(Stored items)

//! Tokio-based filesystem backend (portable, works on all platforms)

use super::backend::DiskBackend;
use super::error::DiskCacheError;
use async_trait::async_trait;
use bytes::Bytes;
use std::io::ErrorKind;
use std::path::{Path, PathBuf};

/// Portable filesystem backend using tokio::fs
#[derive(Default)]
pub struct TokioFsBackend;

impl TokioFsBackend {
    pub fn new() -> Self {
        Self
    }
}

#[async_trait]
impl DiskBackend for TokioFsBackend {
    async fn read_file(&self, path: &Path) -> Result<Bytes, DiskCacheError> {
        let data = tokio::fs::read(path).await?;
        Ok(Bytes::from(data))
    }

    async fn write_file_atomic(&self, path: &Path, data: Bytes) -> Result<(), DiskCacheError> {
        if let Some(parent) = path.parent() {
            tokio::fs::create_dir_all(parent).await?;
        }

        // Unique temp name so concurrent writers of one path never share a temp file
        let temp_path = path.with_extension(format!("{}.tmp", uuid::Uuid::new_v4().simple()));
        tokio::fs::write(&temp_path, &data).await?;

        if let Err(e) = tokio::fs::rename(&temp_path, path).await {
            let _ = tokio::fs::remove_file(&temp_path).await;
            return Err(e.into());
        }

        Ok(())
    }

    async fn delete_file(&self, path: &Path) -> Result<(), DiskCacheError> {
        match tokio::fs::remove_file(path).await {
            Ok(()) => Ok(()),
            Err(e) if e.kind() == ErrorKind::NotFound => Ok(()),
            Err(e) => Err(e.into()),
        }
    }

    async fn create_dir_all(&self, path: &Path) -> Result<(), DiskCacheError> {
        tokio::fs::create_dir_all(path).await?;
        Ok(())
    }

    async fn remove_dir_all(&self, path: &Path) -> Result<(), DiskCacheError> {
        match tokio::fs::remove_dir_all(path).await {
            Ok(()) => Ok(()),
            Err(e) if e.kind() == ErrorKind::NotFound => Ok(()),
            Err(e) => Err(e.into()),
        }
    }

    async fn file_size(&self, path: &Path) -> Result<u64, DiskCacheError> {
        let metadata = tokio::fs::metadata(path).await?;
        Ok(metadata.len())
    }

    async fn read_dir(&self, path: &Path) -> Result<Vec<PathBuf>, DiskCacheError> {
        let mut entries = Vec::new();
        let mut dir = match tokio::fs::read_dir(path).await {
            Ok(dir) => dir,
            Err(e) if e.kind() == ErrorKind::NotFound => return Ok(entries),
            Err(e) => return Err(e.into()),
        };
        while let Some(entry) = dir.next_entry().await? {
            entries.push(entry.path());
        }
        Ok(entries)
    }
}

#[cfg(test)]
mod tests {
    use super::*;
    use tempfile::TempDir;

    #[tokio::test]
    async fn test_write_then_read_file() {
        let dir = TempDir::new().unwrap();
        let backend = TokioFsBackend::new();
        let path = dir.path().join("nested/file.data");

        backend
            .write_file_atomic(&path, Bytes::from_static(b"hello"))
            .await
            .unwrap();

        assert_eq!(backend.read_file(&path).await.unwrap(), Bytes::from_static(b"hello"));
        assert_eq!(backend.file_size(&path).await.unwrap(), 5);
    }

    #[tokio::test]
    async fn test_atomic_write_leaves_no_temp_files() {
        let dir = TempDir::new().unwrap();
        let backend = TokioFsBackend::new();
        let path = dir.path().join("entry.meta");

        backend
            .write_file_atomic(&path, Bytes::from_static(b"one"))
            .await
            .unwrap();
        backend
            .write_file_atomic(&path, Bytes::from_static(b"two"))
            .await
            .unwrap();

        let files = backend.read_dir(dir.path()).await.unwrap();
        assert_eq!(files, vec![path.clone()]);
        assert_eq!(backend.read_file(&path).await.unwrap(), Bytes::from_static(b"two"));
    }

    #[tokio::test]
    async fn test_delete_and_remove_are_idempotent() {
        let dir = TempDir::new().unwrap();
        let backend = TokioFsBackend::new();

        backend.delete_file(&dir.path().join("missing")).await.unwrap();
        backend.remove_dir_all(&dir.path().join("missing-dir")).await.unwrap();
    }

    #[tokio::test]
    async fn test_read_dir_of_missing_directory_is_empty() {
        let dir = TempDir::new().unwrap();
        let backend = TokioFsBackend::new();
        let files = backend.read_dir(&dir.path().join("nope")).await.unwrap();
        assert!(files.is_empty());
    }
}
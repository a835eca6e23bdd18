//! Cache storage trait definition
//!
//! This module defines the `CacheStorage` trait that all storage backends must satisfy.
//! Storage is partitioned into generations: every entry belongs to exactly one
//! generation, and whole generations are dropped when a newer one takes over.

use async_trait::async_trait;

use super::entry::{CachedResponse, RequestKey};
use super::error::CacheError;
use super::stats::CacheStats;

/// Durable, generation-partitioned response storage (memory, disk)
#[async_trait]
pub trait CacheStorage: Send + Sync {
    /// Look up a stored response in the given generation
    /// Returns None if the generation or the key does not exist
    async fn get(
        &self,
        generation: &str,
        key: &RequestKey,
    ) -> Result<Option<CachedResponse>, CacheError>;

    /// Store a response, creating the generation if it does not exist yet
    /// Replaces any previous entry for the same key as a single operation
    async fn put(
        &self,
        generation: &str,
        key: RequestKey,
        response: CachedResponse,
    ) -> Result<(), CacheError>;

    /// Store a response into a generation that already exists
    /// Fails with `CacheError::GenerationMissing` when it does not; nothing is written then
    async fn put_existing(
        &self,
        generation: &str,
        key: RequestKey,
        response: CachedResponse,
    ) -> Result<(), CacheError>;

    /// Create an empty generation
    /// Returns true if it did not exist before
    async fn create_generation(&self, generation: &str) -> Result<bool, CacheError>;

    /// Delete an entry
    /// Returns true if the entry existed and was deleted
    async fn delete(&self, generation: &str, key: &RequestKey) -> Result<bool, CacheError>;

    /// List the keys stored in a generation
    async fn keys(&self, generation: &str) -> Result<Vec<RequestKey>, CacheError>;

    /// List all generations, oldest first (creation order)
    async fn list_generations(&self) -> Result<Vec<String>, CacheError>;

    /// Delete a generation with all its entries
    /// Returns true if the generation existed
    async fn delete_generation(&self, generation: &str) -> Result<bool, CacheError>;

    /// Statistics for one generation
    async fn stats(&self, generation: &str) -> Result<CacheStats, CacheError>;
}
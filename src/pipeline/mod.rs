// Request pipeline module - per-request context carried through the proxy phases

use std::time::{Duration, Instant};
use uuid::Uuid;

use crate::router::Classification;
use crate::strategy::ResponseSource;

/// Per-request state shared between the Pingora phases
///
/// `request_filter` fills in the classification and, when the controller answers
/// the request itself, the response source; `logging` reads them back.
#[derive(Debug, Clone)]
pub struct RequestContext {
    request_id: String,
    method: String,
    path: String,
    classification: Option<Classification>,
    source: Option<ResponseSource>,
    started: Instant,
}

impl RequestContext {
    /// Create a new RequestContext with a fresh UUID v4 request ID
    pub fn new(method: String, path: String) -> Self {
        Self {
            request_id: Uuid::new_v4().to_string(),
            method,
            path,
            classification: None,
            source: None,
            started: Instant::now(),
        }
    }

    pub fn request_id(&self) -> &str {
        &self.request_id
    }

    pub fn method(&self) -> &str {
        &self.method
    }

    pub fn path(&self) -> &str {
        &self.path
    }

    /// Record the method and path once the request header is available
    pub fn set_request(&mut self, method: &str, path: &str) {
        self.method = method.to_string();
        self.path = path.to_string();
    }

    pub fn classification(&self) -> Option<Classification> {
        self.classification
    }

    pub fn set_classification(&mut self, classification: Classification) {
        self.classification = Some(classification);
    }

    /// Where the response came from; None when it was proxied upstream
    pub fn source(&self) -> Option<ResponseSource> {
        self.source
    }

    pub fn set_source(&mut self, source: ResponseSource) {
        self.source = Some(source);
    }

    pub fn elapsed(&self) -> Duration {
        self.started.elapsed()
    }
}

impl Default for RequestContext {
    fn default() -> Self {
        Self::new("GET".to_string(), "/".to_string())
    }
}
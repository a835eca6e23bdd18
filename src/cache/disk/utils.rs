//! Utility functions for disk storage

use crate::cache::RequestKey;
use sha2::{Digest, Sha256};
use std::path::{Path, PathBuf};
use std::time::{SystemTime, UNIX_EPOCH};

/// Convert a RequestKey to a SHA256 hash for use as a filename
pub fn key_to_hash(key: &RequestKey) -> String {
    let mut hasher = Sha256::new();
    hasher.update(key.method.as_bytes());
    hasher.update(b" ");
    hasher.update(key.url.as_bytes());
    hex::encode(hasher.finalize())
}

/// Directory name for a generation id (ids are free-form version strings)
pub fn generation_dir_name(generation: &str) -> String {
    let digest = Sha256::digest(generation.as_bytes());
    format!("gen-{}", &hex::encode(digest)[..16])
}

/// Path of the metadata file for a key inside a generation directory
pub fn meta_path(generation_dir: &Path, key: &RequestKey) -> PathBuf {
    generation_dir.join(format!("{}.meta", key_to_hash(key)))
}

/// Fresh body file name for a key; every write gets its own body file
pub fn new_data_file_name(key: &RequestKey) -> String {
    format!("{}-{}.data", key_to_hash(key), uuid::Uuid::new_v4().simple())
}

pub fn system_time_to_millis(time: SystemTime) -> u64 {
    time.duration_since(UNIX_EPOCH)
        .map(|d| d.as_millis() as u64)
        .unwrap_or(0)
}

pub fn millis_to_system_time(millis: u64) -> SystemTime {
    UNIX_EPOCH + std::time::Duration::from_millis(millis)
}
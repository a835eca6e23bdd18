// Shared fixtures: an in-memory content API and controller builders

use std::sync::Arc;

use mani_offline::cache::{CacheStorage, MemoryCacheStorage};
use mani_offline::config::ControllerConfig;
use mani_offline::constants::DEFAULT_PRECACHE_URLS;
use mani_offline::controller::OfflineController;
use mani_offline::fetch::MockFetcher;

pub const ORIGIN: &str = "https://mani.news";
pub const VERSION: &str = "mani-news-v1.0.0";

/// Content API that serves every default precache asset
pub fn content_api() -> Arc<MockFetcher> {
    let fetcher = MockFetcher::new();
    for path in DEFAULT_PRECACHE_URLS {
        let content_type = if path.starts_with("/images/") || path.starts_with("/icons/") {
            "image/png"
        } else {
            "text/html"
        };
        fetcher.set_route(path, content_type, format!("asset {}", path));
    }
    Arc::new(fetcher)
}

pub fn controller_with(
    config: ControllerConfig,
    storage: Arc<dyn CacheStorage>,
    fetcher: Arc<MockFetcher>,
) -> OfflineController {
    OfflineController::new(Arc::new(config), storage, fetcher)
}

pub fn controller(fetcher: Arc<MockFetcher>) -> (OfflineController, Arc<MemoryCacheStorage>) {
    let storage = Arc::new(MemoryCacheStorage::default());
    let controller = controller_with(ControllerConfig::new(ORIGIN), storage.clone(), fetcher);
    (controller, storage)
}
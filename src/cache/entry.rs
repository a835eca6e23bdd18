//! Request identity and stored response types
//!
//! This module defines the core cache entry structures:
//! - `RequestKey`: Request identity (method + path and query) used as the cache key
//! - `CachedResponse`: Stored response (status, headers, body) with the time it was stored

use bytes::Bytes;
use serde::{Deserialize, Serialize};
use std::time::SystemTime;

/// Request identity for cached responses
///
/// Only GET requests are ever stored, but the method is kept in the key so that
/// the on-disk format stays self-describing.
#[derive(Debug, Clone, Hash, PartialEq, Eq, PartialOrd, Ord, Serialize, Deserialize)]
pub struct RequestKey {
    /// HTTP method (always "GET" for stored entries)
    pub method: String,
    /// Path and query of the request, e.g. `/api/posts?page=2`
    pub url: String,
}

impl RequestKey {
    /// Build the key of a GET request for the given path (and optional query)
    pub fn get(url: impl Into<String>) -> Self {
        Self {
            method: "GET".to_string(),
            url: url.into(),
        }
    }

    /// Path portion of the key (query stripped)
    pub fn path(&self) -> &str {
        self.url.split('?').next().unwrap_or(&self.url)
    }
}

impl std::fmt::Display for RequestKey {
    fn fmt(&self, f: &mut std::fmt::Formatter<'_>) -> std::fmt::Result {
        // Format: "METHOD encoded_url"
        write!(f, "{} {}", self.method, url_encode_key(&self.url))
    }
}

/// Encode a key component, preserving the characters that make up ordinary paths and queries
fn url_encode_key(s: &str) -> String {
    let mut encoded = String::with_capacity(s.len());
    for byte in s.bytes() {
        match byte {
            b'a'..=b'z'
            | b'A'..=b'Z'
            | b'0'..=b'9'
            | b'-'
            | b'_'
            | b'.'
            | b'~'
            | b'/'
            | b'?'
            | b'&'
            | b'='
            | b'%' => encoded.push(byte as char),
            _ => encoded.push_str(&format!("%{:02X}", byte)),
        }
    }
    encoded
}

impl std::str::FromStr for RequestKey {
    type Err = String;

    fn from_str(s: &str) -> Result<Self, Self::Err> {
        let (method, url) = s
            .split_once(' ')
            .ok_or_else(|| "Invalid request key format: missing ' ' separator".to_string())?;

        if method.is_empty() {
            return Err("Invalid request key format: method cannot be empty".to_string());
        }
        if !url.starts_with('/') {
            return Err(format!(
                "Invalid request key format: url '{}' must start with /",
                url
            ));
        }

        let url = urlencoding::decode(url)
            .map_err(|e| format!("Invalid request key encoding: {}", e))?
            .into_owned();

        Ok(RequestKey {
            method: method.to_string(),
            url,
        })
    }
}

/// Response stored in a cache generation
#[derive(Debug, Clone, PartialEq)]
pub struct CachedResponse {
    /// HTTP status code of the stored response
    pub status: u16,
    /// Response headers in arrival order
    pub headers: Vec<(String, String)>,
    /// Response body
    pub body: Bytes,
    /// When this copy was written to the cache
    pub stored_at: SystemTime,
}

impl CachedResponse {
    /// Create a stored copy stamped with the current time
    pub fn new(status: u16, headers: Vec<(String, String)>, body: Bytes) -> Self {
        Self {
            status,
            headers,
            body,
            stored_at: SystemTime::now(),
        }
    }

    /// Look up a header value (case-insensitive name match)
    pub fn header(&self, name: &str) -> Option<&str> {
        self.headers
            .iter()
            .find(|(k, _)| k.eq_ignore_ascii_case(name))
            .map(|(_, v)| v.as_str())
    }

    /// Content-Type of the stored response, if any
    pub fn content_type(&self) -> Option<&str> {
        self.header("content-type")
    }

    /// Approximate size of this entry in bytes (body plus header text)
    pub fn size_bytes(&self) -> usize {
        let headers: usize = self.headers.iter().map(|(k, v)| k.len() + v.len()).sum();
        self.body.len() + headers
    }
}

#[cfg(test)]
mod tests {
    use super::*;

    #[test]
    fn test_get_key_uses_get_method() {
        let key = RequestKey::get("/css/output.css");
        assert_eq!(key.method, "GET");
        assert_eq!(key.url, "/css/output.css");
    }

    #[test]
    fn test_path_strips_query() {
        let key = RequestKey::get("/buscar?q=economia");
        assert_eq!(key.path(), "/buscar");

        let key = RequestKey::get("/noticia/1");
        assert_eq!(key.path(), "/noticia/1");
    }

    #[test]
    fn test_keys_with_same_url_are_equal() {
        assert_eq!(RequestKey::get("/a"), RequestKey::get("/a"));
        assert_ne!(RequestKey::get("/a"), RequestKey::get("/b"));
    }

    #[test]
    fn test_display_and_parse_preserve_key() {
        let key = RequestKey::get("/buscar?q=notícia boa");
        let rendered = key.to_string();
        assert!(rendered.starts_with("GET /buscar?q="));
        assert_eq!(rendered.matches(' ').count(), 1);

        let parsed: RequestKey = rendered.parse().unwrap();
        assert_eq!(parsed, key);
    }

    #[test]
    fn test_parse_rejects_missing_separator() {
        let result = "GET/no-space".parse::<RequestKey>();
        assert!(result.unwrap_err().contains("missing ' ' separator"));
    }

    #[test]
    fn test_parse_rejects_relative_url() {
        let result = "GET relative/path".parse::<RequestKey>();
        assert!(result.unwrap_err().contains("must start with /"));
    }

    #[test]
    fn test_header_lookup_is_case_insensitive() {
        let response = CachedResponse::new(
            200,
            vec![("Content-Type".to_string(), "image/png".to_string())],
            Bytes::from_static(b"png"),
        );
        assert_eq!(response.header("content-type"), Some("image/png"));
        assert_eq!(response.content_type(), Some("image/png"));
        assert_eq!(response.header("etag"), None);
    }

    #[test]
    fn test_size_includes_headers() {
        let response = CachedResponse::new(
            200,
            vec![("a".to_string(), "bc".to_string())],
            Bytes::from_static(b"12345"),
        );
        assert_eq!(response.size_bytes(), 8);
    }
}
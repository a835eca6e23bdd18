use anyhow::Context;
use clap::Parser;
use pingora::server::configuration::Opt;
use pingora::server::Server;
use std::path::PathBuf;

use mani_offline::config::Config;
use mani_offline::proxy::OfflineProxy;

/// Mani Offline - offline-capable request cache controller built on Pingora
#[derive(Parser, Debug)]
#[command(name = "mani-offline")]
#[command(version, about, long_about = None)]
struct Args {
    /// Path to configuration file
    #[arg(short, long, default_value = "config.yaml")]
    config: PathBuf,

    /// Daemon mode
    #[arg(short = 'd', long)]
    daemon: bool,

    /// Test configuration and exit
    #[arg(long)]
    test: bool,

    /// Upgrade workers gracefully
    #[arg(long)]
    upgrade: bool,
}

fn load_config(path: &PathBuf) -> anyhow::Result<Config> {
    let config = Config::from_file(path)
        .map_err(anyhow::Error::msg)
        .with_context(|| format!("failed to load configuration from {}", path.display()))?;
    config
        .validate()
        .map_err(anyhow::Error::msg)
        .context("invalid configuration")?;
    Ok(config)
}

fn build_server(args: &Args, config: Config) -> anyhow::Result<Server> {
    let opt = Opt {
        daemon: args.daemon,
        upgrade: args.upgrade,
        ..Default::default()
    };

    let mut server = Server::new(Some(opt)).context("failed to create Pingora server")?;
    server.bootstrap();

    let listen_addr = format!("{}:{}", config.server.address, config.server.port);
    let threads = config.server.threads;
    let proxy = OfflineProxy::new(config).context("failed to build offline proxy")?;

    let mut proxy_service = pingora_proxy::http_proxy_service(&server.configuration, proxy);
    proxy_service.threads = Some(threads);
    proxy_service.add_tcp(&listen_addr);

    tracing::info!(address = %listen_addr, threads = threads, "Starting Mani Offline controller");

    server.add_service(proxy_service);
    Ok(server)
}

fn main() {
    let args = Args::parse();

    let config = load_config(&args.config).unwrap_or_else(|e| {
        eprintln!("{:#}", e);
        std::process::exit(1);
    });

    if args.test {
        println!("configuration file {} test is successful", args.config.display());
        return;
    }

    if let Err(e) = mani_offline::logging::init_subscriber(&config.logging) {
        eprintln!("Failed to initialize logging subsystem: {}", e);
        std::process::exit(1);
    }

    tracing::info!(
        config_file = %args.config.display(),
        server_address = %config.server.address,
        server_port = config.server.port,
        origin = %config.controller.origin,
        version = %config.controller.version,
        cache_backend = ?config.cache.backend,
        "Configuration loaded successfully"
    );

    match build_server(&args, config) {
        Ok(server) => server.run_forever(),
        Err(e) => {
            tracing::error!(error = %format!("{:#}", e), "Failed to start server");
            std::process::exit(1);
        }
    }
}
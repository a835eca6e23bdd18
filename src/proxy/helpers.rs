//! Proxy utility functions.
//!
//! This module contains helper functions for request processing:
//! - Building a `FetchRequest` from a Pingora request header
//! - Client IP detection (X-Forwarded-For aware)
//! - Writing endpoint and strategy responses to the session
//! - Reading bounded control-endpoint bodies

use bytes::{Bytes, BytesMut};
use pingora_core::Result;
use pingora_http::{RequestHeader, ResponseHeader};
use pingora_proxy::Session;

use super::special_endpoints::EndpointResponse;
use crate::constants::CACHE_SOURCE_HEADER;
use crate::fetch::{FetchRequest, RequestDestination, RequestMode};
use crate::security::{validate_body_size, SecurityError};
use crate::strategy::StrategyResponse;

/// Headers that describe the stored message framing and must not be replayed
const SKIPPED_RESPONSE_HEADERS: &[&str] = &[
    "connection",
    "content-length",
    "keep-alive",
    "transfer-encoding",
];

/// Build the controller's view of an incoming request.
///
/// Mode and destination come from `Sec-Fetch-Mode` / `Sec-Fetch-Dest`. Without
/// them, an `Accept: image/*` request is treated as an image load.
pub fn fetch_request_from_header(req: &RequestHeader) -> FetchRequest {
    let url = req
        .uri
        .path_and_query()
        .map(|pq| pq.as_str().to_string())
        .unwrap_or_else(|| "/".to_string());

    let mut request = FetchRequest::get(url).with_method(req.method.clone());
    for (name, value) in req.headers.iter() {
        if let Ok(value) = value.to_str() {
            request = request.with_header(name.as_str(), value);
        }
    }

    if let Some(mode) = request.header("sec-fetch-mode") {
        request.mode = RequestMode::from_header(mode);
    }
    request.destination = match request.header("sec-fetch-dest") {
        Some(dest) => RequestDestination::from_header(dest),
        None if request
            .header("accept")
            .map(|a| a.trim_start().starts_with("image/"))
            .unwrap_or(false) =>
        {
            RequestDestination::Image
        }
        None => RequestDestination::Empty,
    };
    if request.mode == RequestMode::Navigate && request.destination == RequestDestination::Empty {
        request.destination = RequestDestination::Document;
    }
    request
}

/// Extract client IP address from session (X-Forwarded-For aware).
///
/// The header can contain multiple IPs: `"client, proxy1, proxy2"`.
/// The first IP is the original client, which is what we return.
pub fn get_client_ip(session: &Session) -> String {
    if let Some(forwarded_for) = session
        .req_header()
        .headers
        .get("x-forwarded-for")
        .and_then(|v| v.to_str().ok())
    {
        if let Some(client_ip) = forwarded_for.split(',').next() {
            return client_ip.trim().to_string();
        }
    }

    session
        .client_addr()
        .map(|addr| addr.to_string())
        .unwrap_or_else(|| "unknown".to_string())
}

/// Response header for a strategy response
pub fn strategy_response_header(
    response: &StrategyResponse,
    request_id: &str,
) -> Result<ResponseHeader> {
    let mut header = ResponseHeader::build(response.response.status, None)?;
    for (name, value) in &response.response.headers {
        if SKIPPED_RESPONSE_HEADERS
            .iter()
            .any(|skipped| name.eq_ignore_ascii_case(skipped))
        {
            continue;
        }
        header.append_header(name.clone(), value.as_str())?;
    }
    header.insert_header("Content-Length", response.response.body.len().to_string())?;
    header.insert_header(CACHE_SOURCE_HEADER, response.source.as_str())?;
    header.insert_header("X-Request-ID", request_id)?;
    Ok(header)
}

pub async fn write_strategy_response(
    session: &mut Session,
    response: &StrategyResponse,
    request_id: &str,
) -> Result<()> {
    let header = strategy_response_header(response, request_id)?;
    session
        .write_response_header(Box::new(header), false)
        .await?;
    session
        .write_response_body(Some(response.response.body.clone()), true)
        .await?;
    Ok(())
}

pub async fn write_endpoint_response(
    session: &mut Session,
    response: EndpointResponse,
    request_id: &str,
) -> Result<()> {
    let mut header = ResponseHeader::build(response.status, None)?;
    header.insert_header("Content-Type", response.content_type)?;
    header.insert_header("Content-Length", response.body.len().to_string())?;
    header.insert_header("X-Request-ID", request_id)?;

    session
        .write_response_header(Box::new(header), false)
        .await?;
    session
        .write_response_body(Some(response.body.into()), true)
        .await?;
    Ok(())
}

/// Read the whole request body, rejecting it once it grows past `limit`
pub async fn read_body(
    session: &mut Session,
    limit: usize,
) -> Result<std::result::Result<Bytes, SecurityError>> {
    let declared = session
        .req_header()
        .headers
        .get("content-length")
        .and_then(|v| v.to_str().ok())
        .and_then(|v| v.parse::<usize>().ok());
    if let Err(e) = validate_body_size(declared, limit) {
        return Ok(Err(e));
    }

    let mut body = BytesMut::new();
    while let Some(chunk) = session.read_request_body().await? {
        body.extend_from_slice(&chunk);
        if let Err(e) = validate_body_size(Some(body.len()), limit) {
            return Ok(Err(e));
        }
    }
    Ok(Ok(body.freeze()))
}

■ Work to complete:
Each line of the entries where the string "bool" occurs should be shown.

■ Exercise answer:
    async fn create_generation(&self, generation: &str) -> Result<bool, CacheError>;
    async fn delete(&self, generation: &str, key: &RequestKey) -> Result<bool, CacheError>;
    async fn delete_generation(&self, generation: &str) -> Result<bool, CacheError>;
    daemon: bool,
    test: bool,
    upgrade: bool,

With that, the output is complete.